I don’t have friends. I don’t really leave the house much either. I kinda of feel like if I were to disappear today it would be much impact. Not in a suicidal type way but more like “who was she?” I’m currently sitting in my room with all my bags packed and wonder if I’m crazy or if my family really just sucks. I don’t know. It’s a type of pain I don’t feel often. Heartache I guess. Like my chest is achy. I truly believe if someone asked me if I was okay I would just start crying. Though, my family doesn’t ask that anymore. Not when I come out of my room in tears or show any kind of emotion. I feel like a kid that was abandoned. My family just doesn’t understand and isn’t ready to change their ways. I’m often called some type of name or lecture on how I could have done things differently.
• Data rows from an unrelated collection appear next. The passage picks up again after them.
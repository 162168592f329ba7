//! autodoc — generate markdown documentation from `@`-tagged comment blocks.
//!
//! Reads every input file, parses its `@filename:`/`@class`/`@function`
//! annotations into records, renders them into one document and writes it
//! to `.DOCS.md.tmp`. A single `y` on stdin moves it to `DOCS.md`;
//! any other answer throws it away.
//!
//! ```text
//! autodoc src/index.ts src/widget.ts
//! autodoc -f json -o api.json 'src/**/*.ts'
//! ```

mod commit;
mod logging;
mod model;
mod parser;
mod render;

use anyhow::{Context, Result};
use clap::Parser;
use std::fs;
use std::io;
use std::path::{Path, PathBuf};
use tracing::{debug, warn};

#[derive(Parser)]
#[command(
    name = "autodoc",
    about = "Generate markdown documentation from @-tagged comment blocks"
)]
struct Cli {
    /// Input files (glob patterns supported)
    #[arg(required = true)]
    files: Vec<String>,

    /// Output path. Defaults to DOCS.md (DOCS.json with --format json)
    #[arg(short = 'o', long)]
    output: Option<PathBuf>,

    /// Output format: markdown (default), json
    #[arg(short = 'f', long, default_value = "markdown")]
    format: String,

    /// Log parsing details to stderr
    #[arg(short = 'v', long)]
    verbose: bool,
}

fn main() -> Result<()> {
    let cli = Cli::parse();
    logging::init(cli.verbose);

    let renderer = render::create_renderer(&cli.format)?;
    let input_files = expand_globs(&cli.files)?;

    // Everything is read and rendered before the first byte is written.
    let contents = render_inputs(&input_files, renderer.as_ref())?;

    let out_path = cli
        .output
        .unwrap_or_else(|| PathBuf::from(format!("DOCS.{}", renderer.file_extension())));
    let session = commit::Session::for_output(out_path);
    let pending = session.write(&contents)?;
    debug!(
        tmp = %session.tmp_path().display(),
        out = %session.out_path().display(),
        files = input_files.len(),
        "awaiting confirmation"
    );

    let outcome = pending.confirm(io::stdin().lock(), io::stdout())?;
    debug!(?outcome, "done");
    Ok(())
}

/// Read, parse and render every input, in order.
fn render_inputs(paths: &[PathBuf], renderer: &dyn render::Renderer) -> Result<String> {
    let docs = paths
        .iter()
        .map(|path| read_doc(path))
        .collect::<Result<Vec<_>>>()?;
    renderer.render(&docs)
}

/// Read and parse a single annotated source file.
fn read_doc(path: &Path) -> Result<model::FileDoc> {
    let content =
        fs::read_to_string(path).with_context(|| format!("failed to read {}", path.display()))?;
    let doc = parser::parse_file(&content);
    debug!(
        file = %path.display(),
        classes = doc.classes.len(),
        functions = doc.functions.len(),
        "parsed"
    );
    Ok(doc)
}

/// Expand glob patterns into file paths, keeping argument order.
///
/// Matches of one pattern are sorted. An existing path is used as-is; a
/// path that does not exist and matches nothing is kept literally, so
/// reading it reports the missing file.
fn expand_globs(patterns: &[String]) -> Result<Vec<PathBuf>> {
    let mut files = Vec::new();
    for pattern in patterns {
        let path = Path::new(pattern);
        if path.exists() || !is_glob(pattern) {
            files.push(path.to_path_buf());
            continue;
        }
        let mut matches: Vec<PathBuf> = glob::glob(pattern)
            .with_context(|| format!("invalid glob pattern: {}", pattern))?
            .filter_map(|r| r.ok())
            .filter(|p| p.is_file())
            .collect();
        if matches.is_empty() {
            warn!("no files matched: {}", pattern);
            files.push(path.to_path_buf());
            continue;
        }
        matches.sort();
        files.extend(matches);
    }
    Ok(files)
}

fn is_glob(pattern: &str) -> bool {
    pattern.contains(['*', '?', '['])
}

#[cfg(test)]
mod tests {
    use super::*;
    use tempfile::TempDir;

    #[test]
    fn glob_detection() {
        assert!(is_glob("src/*.ts"));
        assert!(is_glob("file?.ts"));
        assert!(!is_glob("src/index.ts"));
    }

    #[test]
    fn missing_literal_path_is_kept() {
        let files = expand_globs(&["does/not/exist.ts".to_string()]).unwrap();
        assert_eq!(files, vec![PathBuf::from("does/not/exist.ts")]);
        assert!(read_doc(&files[0])
            .unwrap_err()
            .to_string()
            .contains("failed to read does/not/exist.ts"));
    }

    #[test]
    fn globs_expand_in_argument_order() {
        let dir = TempDir::new().unwrap();
        for name in ["b.ts", "a.ts", "c.js"] {
            fs::write(dir.path().join(name), "").unwrap();
        }
        let js = dir.path().join("c.js").to_string_lossy().to_string();
        let ts = format!("{}/*.ts", dir.path().display());

        let files = expand_globs(&[js, ts]).unwrap();
        let names: Vec<_> = files
            .iter()
            .filter_map(|p| p.file_name()?.to_str())
            .collect();
        assert_eq!(names, vec!["c.js", "a.ts", "b.ts"]);
    }

    #[test]
    fn unmatched_glob_is_kept_and_fails_to_read() {
        let dir = TempDir::new().unwrap();
        let pattern = format!("{}/*.nothing", dir.path().display());

        let files = expand_globs(&[pattern.clone()]).unwrap();
        assert_eq!(files, vec![PathBuf::from(&pattern)]);

        let err = render_inputs(&files, &render::markdown::MarkdownRenderer).unwrap_err();
        assert!(err.to_string().contains("failed to read"));
    }

    #[test]
    fn uncommitted_runs_write_identical_temporary_files() {
        let dir = TempDir::new().unwrap();
        let source = dir.path().join("widget.ts");
        fs::write(
            &source,
            "@filename: widget.ts\n@class\n@name: Widget\n@function\n@name: run\n@args: x\n@function\n@class\n",
        )
        .unwrap();
        let session = commit::Session::for_output(dir.path().join("DOCS.md"));

        let mut runs = Vec::new();
        for _ in 0..2 {
            let contents =
                render_inputs(&[source.clone()], &render::markdown::MarkdownRenderer).unwrap();
            let pending = session.write(&contents).unwrap();
            runs.push(fs::read(session.tmp_path()).unwrap());
            let outcome = pending
                .confirm(io::Cursor::new("n\n"), Vec::new())
                .unwrap();
            assert_eq!(outcome, commit::Outcome::Discarded);
        }

        assert!(!runs[0].is_empty());
        assert_eq!(runs[0], runs[1]);
        assert!(!session.tmp_path().exists());
        assert!(!session.out_path().exists());
    }
}
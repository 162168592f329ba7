//! Markdown renderer.
//!
//! Fixed heading levels and literal labels. Extracted values are emitted
//! verbatim with no escaping, and a missing value renders as nothing.

use crate::model::*;
use crate::render::Renderer;
use anyhow::Result;

pub struct MarkdownRenderer;

/// Separator between rendered classes and between top-level functions.
const SECTION_GAP: &str = "\n\n\n\n";

impl Renderer for MarkdownRenderer {
    fn render(&self, files: &[FileDoc]) -> Result<String> {
        Ok(files
            .iter()
            .map(render_file)
            .collect::<Vec<_>>()
            .join("\n"))
    }

    fn file_extension(&self) -> &str {
        "md"
    }
}

fn value(field: &Option<String>) -> &str {
    field.as_deref().unwrap_or_default()
}

/// Render one file: header fields, then classes, then top-level functions.
pub fn render_file(file: &FileDoc) -> String {
    let mut out = String::new();

    out.push_str(&format!("# FILE NAME: {}\n", value(&file.filename)));
    out.push_str(&format!("### REPOSITORY: {}\n", value(&file.repository)));
    out.push_str(&format!("### CREATOR: {}\n", value(&file.creator)));
    out.push_str(&format!("### DESCRIPTION:\n{}\n", value(&file.description)));
    out.push_str(&format!("###DEPENDENCIES: \n{}\n", value(&file.dependencies)));
    out.push_str("\n\n\n");

    out.push_str("## CLASSES:\n");
    let classes: Vec<String> = file.classes.iter().map(render_class).collect();
    out.push_str(&classes.join(SECTION_GAP));
    out.push('\n');

    out.push_str("## FUNCTIONS:\n");
    let functions: Vec<String> = file.functions.iter().map(render_function).collect();
    out.push_str(&functions.join(SECTION_GAP));
    out.push('\n');

    out
}

pub fn render_class(class: &ClassDoc) -> String {
    let mut out = String::new();

    out.push_str(&format!("### NAME: {}\n", value(&class.name)));
    out.push_str(&format!("#### DESCRIPTION:\n{}\n", value(&class.description)));
    out.push_str(&format!("#### DEPENDENCIES: {}\n", value(&class.dependencies)));
    out.push_str("#### METHODS:\n");

    let methods: Vec<String> = class.methods.iter().map(render_function).collect();
    out.push_str(&methods.join("\n"));
    out
}

/// Render a function or method. Every list prints one entry per line.
pub fn render_function(func: &FunctionDoc) -> String {
    let mut lines: Vec<String> = Vec::new();

    lines.push(format!("### NAME: {}", value(&func.name)));
    lines.push("#### DESCRIPTION:".to_string());
    lines.push(value(&func.description).to_string());
    lines.push(format!("DEPENDENCIES: {}", value(&func.dependencies)));
    lines.push("#### ARGUMENTS:".to_string());
    lines.push(func.args.join("\n"));
    lines.push("#### SIDE EFFECTS:".to_string());
    lines.push(func.side_effects.join("\n"));
    lines.push("#### RETURNS:".to_string());
    lines.push(func.returns.join("\n"));

    let mut out = lines.join("\n");
    out.push('\n');
    out
}
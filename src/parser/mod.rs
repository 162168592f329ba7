//! Parser module — annotation primitives and the record builder on top.

pub mod records;
pub mod tags;

pub use records::parse_file;
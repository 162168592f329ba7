//! Diagnostic logging via `tracing`.
//!
//! Events go to stderr; stdout is reserved for the confirmation prompt.
//! `RUST_LOG` overrides the default `warn` filter unless `--verbose` is set.

use tracing_subscriber::EnvFilter;

pub fn init(verbose: bool) {
    let filter = if verbose {
        EnvFilter::new("autodoc=debug")
    } else {
        EnvFilter::try_from_default_env().unwrap_or_else(|_| EnvFilter::new("warn"))
    };

    // A second init (e.g. from tests) is harmless.
    let _ = tracing_subscriber::fmt()
        .with_env_filter(filter)
        .with_writer(std::io::stderr)
        .with_target(false)
        .compact()
        .try_init();
}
I feel very disconnected from them. I’ve lived with them my whole life but feel no love from them. Just empty laughs and “advice” that seems more like another lecture. I can’t get myself to set boundaries or say stop or anything to them without crying. I want to leave so bad but I don’t have anywhere to go. It’s not only the world I want to see. I just want to feel the love of a family. Sounds childish I know and perhaps my idea of family is twisted but I can’t accurately describe it. I’ve daydreamed about it since I was 13 but can’t find a single way that would ever be possible unless I was magically reborn. I’ll be okay.
Comments
It’s not childish to want to feel love and connection. I’m sorry things are difficult. It’s ok to cry, but if you find yourself on the verge of tears all the time, I would encourage you to find someone to talk to. Even a person over the phone on a support line. Holding everything in and keeping yourself together all the time must feel really exhausting ❤️ thinking of you and I hope you find more meaningful connections in the future that can give you the love that you deserve.